There are a lot of numbers being thrown around concerning membership totals of the National Education Association after the first anniversary of the U.S. Supreme Court’s Janus ruling. While union supporters and opponents have reason to spin the results in the press, both must come to grips with the basic outcome so far. By and large, members stayed and fee-payers left.

This leaves all of us trying to use this new information to predict the future. Some of the people paid to predict the future are the officers and members of NEA’s budget committee. Last year the committee had to generate a two-year budget prior to the Janus ruling. It sensibly planned for the worst case scenario, which was not only the loss of fee-payers, but the possibility that the court would require the union to re-sign its current members.

NEA does not budget according to warm bodies, but to full-dues equivalents. Support employee members pay about 60 percent of full dues, and fee-payers less than that, so it takes roughly two of them to make one full-dues equivalent member.

NEA had 2 million full-dues equivalent members working in public schools in 2017-18, and 31,000 full-dues equivalent fee-payers. Its forecast for this year was a loss of 155,000 FDE members and all the fee-payers for a total of 186,000. The union projected an additional FDE loss of 150,000 in 2019-20.

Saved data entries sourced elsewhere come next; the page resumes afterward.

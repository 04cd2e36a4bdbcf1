//! Sorted String Table, which is stored in disk.
//!
//! # SSTable
//!
//! A SSTable is stored in a file named "<number>.sst", where <number> is a zero-padded
//! decimal file number.
//!
//! ```text
//! +-------------------------+ (offset 0)
//! | Data Block 1            |<-+
//! +-------------------------+  |
//! | Data Block 2            |<-+
//! +-------------------------+  |
//! | ...                     |  |
//! +-------------------------+  |
//! | Data Block n            |<-+
//! +-------------------------+  |
//! | Filter Block            |<-+
//! +-------------------------+  |
//! | Index Block             |--+
//! +-------------------------+
//! | Footer                  |
//! +-------------------------+
//! ```
//!
//! Every block is followed by a 4-byte trailer holding the masked CRC32C of the block
//! contents extended with a single block type byte `0`.
//!
//! ## Block Entry
//!
//! ```text
//! +------------------------------------------------------------------+
//! | shared length | non-shared length | value length | key suffix | value |
//! +------------------------------------------------------------------+
//! \--------------/\-----------------/\-------------/\-----------/\------/
//!       u32               u32              u32        var-len    var-len
//! ```
//!
//! ## Data Block / Index Block
//!
//! ```text
//! +-------------------------------------------------------------------------+
//! | Entry 1 | Entry 2 | ... | Entry n | restart 1 | ... | restart m | m     |
//! +-------------------------------------------------------------------------+
//!                                     \----------------------------/\------/
//!                                              u32 each               u32
//! ```
//!
//! Index block values are encoded [format::BlockHandle]s, keyed by a separator that is
//! `>=` the last key of the data block and `<` the first key of the next one. The last
//! entry of the index block is keyed by [format::FILTER_HANDLE_KEY] and holds the filter
//! block handle, all zero if the table has no filter. It starts its own restart point
//! and readers strip it before searching the index.
//!
//! ## Filter Block
//!
//! ```text
//! +--------------------------------------------------------------------------+
//! | filter 1 | ... | filter n | offset 1 | ... | offset n | array offset | lg |
//! +--------------------------------------------------------------------------+
//!                             \--------------------------/\------------/\----/
//!                                       u32 each                u32       u8
//! ```
//!
//! Filter `i` covers the data blocks starting in `[i << lg, (i + 1) << lg)`.
//!
//! ## Footer
//!
//! Length of Footer is fixed (32 bytes), see [format::Footer].
//!
//! NOTE: All fixed-length integer are little-endian.

pub mod block;
pub mod block_builder;
pub mod filter_block;
pub mod format;
pub mod table;
pub mod table_builder;
pub mod table_cache;

pub use table::{Table, TableIter};
pub use table_builder::TableBuilder;
pub use table_cache::TableCache;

The worst case did not come to pass. The fee-payers disappeared, but retaining members meant NEA found itself with revenue much greater than budgeted. It immediately canceled planned staff and program cuts, but still had a surplus of $8.3 million, of which it devoted $3.3 million to Campaign 2020.

This has led to headlines like the one from Politico, “1 year after Janus, unions are flush.” So let’s return to NEA’s budget committee and see how it responded to this rosier scenario.

The union’s modified budget for 2019-20 forecasts 1,875,000 FDE active members, which is a six percent drop from current levels. That would be an unprecedented one-year membership loss.

We have only two choices of what’s going on:

a) NEA knows that more members are now aware of their resignation windows than there were immediately after the Janus ruling and has planned accordingly; or

b) NEA likes the idea of submitting low-ball budgets, freeing union headquarters to redistribute the resulting surplus wherever it sees fit.

I’m content to wait years to see how this pans out, but in the meantime be wary of reports claiming to have the definitive answer.